On the first subject, I would do the CT scan. I will tell you that a lot of dentists will place an implant without a CT scan, and it isn’t hard to find them. But there are a lot of implants placed to replace front teeth where the root form pokes through to the nasal sinus. Or the dentist will try to avoid that by using a short implant, which isn’t sturdy enough to hold up long term. So I would do the CT scan. There are some x-rays you could cut out, but I wouldn’t cut out this one. Placing an implant is a 3-dimensional activity and the dentist needs that 3-dimensional CT scan in order to assess if there is enough bone, in both depth and thickness, to accommodate the implant without poking through somewhere it’s not supposed to.
On the second matter, as far as the brand of implant fixture, the problem you want to be concerned about isn’t so much finding a replacement part or making an adjustment later–you should be most concerned about the quality control of the manufacture. I’m not sure about the quality of Southern Venturi implants. I interview many top dentists about their dental implants treatment and I’ve never interviewed a dentist who has used that brand, so I’m leery. These fixtures need to be made to very exacting standards, which is required to avoid dental implant failure. This is a big issue with implant dentists. A dentist can save a lot of money by going to cheaper manufacturers, of which there are many, but they sacrifice that precise fit that is required for long-term success.
Excellent implant dentists are very fussy about the brand of implant fixtures they use. The top two manufacturers are Straumann and Nobel Biocare. Also excellent would be 3i, BioHorizons, Zimmer, and Astrotech. Some dentists add Bicon to this list, but that company is controversial with some top implant dentists who question their long-term success rate. I would not go to an implant dentist who uses a cheaper implant fixture.

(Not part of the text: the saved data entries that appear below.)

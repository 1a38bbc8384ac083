//! 旧リストのベクトル空間と最近傍検索

use super::tfidf::{cosine_similarity, SparseVector, TfidfModel};
use crate::error::Result;
use rayon::prelude::*;

/// 旧リスト（正規化済み）に対して学習したベクトル空間
///
/// 構築後は変更しない。検索は全件総当たり。
#[derive(Debug, Clone)]
pub struct VectorSpace {
    model: TfidfModel,
    documents: Vec<SparseVector>,
}

impl VectorSpace {
    /// 正規化済みテキストから構築する
    pub fn fit<S>(normalized_texts: &[S]) -> Result<Self>
    where
        S: AsRef<str> + Sync,
    {
        let model = TfidfModel::fit(normalized_texts)?;
        let documents = normalized_texts
            .par_iter()
            .map(|text| model.transform(text.as_ref()))
            .collect();

        log::debug!(
            "ベクトル空間を構築: {}文書, 語彙{}語",
            normalized_texts.len(),
            model.vocabulary_size()
        );

        Ok(Self { model, documents })
    }

    /// コサイン距離が最小の文書番号と距離を返す
    ///
    /// 同距離の場合は番号の小さい方。距離は0〜1。
    pub fn nearest(&self, normalized_query: &str) -> (usize, f64) {
        let query = self.model.transform(normalized_query);

        let mut best = (0, 1.0);
        for (index, document) in self.documents.iter().enumerate() {
            let distance = 1.0 - cosine_similarity(&query, document);
            if distance < best.1 {
                best = (index, distance);
            }
        }

        (best.0, best.1.clamp(0.0, 1.0))
    }

    pub fn len(&self) -> usize {
        self.documents.len()
    }

    pub fn is_empty(&self) -> bool {
        self.documents.is_empty()
    }
}
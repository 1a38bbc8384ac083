//! ワークブック照合パイプライン
//!
//! 旧リスト列・新リスト列を読み込み、照合を実行して結果をまとめる。

use crate::error::{LabelMatchError, Result};
use crate::matcher::{self, MatchOptions, MatchResult, MatchSummary, TextRecord};
use crate::workbook::{self, SheetTable};
use std::path::PathBuf;

/// 照合対象の指定
#[derive(Debug, Clone)]
pub struct MatchRequest {
    /// 旧リスト（照合先）のファイル
    pub old_input: PathBuf,
    pub old_sheet: String,
    pub old_column: String,
    /// 新リスト（照合元）のファイル
    pub new_input: PathBuf,
    pub new_sheet: String,
    pub new_column: String,
    pub options: MatchOptions,
}

impl MatchRequest {
    /// 必須項目が空でないか確認する
    pub fn validate(&self) -> Result<()> {
        let fields = [
            ("旧シート名", &self.old_sheet),
            ("旧列名", &self.old_column),
            ("新シート名", &self.new_sheet),
            ("新列名", &self.new_column),
        ];
        for (label, value) in fields {
            if value.trim().is_empty() {
                return Err(LabelMatchError::MissingInput(label.to_string()));
            }
        }
        Ok(())
    }
}

/// 照合結果一式
#[derive(Debug, Clone)]
pub struct MatchReport {
    /// 新リストのシート（出力時に全列を書き戻す）
    pub table: SheetTable,
    pub old_records: Vec<TextRecord>,
    pub new_records: Vec<TextRecord>,
    /// `new_records` と同順
    pub results: Vec<MatchResult>,
    pub summary: MatchSummary,
}

/// ワークブックを読み込んで照合する
pub fn match_workbook<F>(request: &MatchRequest, on_progress: F) -> Result<MatchReport>
where
    F: FnMut(usize, usize),
{
    request.validate()?;

    let old_table = workbook::read_sheet(&request.old_input, &request.old_sheet)?;
    let old_records = old_table.column_records(&request.old_column)?;

    let table = workbook::read_sheet(&request.new_input, &request.new_sheet)?;
    let new_records = table.column_records(&request.new_column)?;

    log::info!(
        "旧リスト {}件 / 新リスト {}件 (距離閾値 {}, スコア閾値 {})",
        old_records.len(),
        new_records.len(),
        request.options.thresholds.distance,
        request.options.thresholds.score
    );

    let old_texts: Vec<&str> = old_records.iter().map(|r| r.text.as_str()).collect();
    let new_texts: Vec<&str> = new_records.iter().map(|r| r.text.as_str()).collect();

    let results = matcher::run(&old_texts, &new_texts, &request.options, on_progress)?;
    let summary = MatchSummary::from_results(&results);

    Ok(MatchReport {
        table,
        old_records,
        new_records,
        results,
        summary,
    })
}
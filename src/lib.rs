//! PDF Image Appender Library
//!
//! Core logic for appending PNG and JPEG images to a PDF, one centered page
//! per image. Shared between the browser (WASM) front end and the CLI.
//!
//! A [`MergeSession`] holds the dropped PDF, the ordered image set with their
//! preview handles, the current error notice and the idle/busy state. The
//! merge itself reads every file, appends pages through [`PdfAppender`] and
//! hands the serialized bytes to a [`DownloadSink`].

#[cfg(target_arch = "wasm32")]
pub mod wasm;

pub mod delivery;
pub mod document;
pub mod embed;
pub mod error;
pub mod input;
pub mod media;
pub mod preview;
pub mod session;

#[cfg(test)]
pub(crate) mod fixtures;

pub use delivery::DownloadSink;
pub use document::{PdfAppender, Placement};
pub use error::{ErrorNotice, MergeError};
pub use input::{InputFile, MemoryFile};
pub use media::ImageKind;
pub use preview::{PreviewBackend, PreviewHandle};
pub use session::{MergeJob, MergeSession, MergeState};

use std::str::FromStr;

/// Uniform scale applied to an image's natural size (pixels taken as points)
pub const IMAGE_SCALE: f32 = 0.8;

/// File name offered for the merged document
pub const DEFAULT_OUTPUT_NAME: &str = "merged-document.pdf";

/// Page size in PDF points (72 points = 1 inch)
#[derive(Debug, Clone, Copy, PartialEq)]
pub struct PageSize {
    pub width: f32,
    pub height: f32,
}

impl PageSize {
    pub const A4: PageSize = PageSize {
        width: 595.28,
        height: 841.89,
    };

    pub const LETTER: PageSize = PageSize {
        width: 612.0,
        height: 792.0,
    };
}

impl Default for PageSize {
    fn default() -> Self {
        PageSize::A4
    }
}

impl FromStr for PageSize {
    type Err = String;

    /// Accepts `a4`, `letter`, or `<width>x<height>` in points
    fn from_str(s: &str) -> Result<Self, Self::Err> {
        match s.trim().to_ascii_lowercase().as_str() {
            "a4" => Ok(PageSize::A4),
            "letter" => Ok(PageSize::LETTER),
            custom => {
                let (w, h) = custom
                    .split_once('x')
                    .ok_or_else(|| format!("Unknown page size: {}", s))?;
                let width: f32 = w.trim().parse().map_err(|_| format!("Invalid page width: {}", w))?;
                let height: f32 = h.trim().parse().map_err(|_| format!("Invalid page height: {}", h))?;
                if width <= 0.0 || height <= 0.0 {
                    return Err("Page dimensions must be positive".to_string());
                }
                Ok(PageSize { width, height })
            }
        }
    }
}

/// Options for appending images
#[derive(Debug, Clone)]
pub struct MergeOptions {
    /// Size of every page added for an image
    pub page_size: PageSize,
    /// Compress PDF streams (reduces file size)
    pub compress_streams: bool,
    /// Name the merged document is delivered under
    pub file_name: String,
}

impl Default for MergeOptions {
    fn default() -> Self {
        Self {
            page_size: PageSize::default(),
            compress_streams: true,
            file_name: DEFAULT_OUTPUT_NAME.to_string(),
        }
    }
}

/// Result of a successful merge
#[derive(Debug, Clone, PartialEq, Eq)]
pub struct MergeReport {
    pub original_pages: usize,
    pub pages_added: usize,
    pub skipped_images: usize,
    pub output_bytes: usize,
}
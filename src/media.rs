//! Declared media types and the closed set of embeddable image formats.

/// Media type a PDF drop must declare exactly
pub const PDF_MEDIA_TYPE: &str = "application/pdf";

/// Prefix shared by every media type the image drop target accepts
pub const IMAGE_MEDIA_PREFIX: &str = "image/";

/// Whether a declared media type is exactly the PDF media type
pub fn is_pdf(media_type: &str) -> bool {
    media_type == PDF_MEDIA_TYPE
}

/// Whether a declared media type belongs to the image family
pub fn is_image_family(media_type: &str) -> bool {
    media_type.starts_with(IMAGE_MEDIA_PREFIX)
}

/// Image formats that can be embedded as a page
#[derive(Debug, Clone, Copy, PartialEq, Eq)]
pub enum ImageKind {
    Jpeg,
    Png,
}

impl ImageKind {
    /// Pick the embedding format for a declared media type.
    ///
    /// Returns `None` for image-family types that cannot be embedded
    /// (GIF, WebP, SVG, ...); those entries are skipped by the merge.
    pub fn from_media_type(media_type: &str) -> Option<Self> {
        match media_type {
            "image/jpeg" | "image/jpg" => Some(ImageKind::Jpeg),
            "image/png" => Some(ImageKind::Png),
            _ => None,
        }
    }

    pub fn media_type(self) -> &'static str {
        match self {
            ImageKind::Jpeg => "image/jpeg",
            ImageKind::Png => "image/png",
        }
    }
}
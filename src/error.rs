use std::fmt;
use thiserror::Error;

/// Error type for image-append operations
#[derive(Error, Debug)]
pub enum MergeError {
    #[error("dropped file is not a PDF (media type {0:?})")]
    InvalidPdf(String),

    #[error("a PDF and at least one image are required")]
    MissingInputs,

    #[error("a merge is already in progress")]
    Busy,

    #[error("image index {index} out of range (set holds {len})")]
    ImageIndexOutOfRange { index: usize, len: usize },

    #[error("failed to read {name}: {reason}")]
    Read { name: String, reason: String },

    #[error("failed to parse PDF: {0}")]
    Parse(String),

    #[error("failed to embed image {name}: {reason}")]
    Embed { name: String, reason: String },

    #[error("failed to save PDF: {0}")]
    Serialize(String),

    #[error("failed to create preview for {name}: {reason}")]
    Preview { name: String, reason: String },

    #[error("failed to deliver merged PDF: {0}")]
    Download(String),
}

impl MergeError {
    /// The message a user sees for this error. Pipeline details stay in the logs.
    pub fn notice(&self) -> ErrorNotice {
        match self {
            MergeError::InvalidPdf(_) => ErrorNotice::InvalidPdf,
            MergeError::MissingInputs => ErrorNotice::MissingInputs,
            MergeError::Busy
            | MergeError::ImageIndexOutOfRange { .. }
            | MergeError::Read { .. }
            | MergeError::Parse(_)
            | MergeError::Embed { .. }
            | MergeError::Serialize(_)
            | MergeError::Preview { .. }
            | MergeError::Download(_) => ErrorNotice::MergeFailed,
        }
    }

    /// Whether this error came out of the merge pipeline itself
    pub fn is_pipeline_failure(&self) -> bool {
        matches!(
            self,
            MergeError::Read { .. }
                | MergeError::Parse(_)
                | MergeError::Embed { .. }
                | MergeError::Serialize(_)
                | MergeError::Download(_)
        )
    }
}

/// User-facing error state held by a session
#[derive(Debug, Clone, Copy, PartialEq, Eq)]
pub enum ErrorNotice {
    /// A PDF drop whose first file is not `application/pdf`
    InvalidPdf,
    /// Merge triggered without a PDF or without images
    MissingInputs,
    /// Anything that went wrong while reading, parsing, embedding or saving
    MergeFailed,
}

impl ErrorNotice {
    pub fn message(self) -> &'static str {
        match self {
            ErrorNotice::InvalidPdf => "Please select a valid PDF file.",
            ErrorNotice::MissingInputs => "Please select a PDF and at least one image.",
            ErrorNotice::MergeFailed => "Failed to merge images into the PDF. Please try again.",
        }
    }
}

impl fmt::Display for ErrorNotice {
    fn fmt(&self, f: &mut fmt::Formatter<'_>) -> fmt::Result {
        f.write_str(self.message())
    }
}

You have to be very careful with implants. This is the number one field for dental malpractice lawyers in the United States, and I have no reason to believe that the situation is any better in Europe. Since dental implantology is not an officially recognized specialty, a dentist can get into it here in the states without any specialized training. If you want to be really certain of your dentist, look for some credential (fellowship, diplomate status, or accreditation) from either the International Congress of Oral Implantologists or the American Board of Oral Implantology. (While these organizations don’t have many members in Ireland, both of them have some.) This is a third key to avoiding dental implant failure. Otherwise, you can walk out of the office very happy with your dental implant but then five years later be looking for a dentist who can put you back together because the implant came loose and the surgical site needs to be rebuilt with bone grafting. Or you could have any of a host of other problems with them. I should add that many quality implant dentists do not have one of these credentials, but if they do have one, it is a reassurance that you are in good hands.
I hope this is helpful.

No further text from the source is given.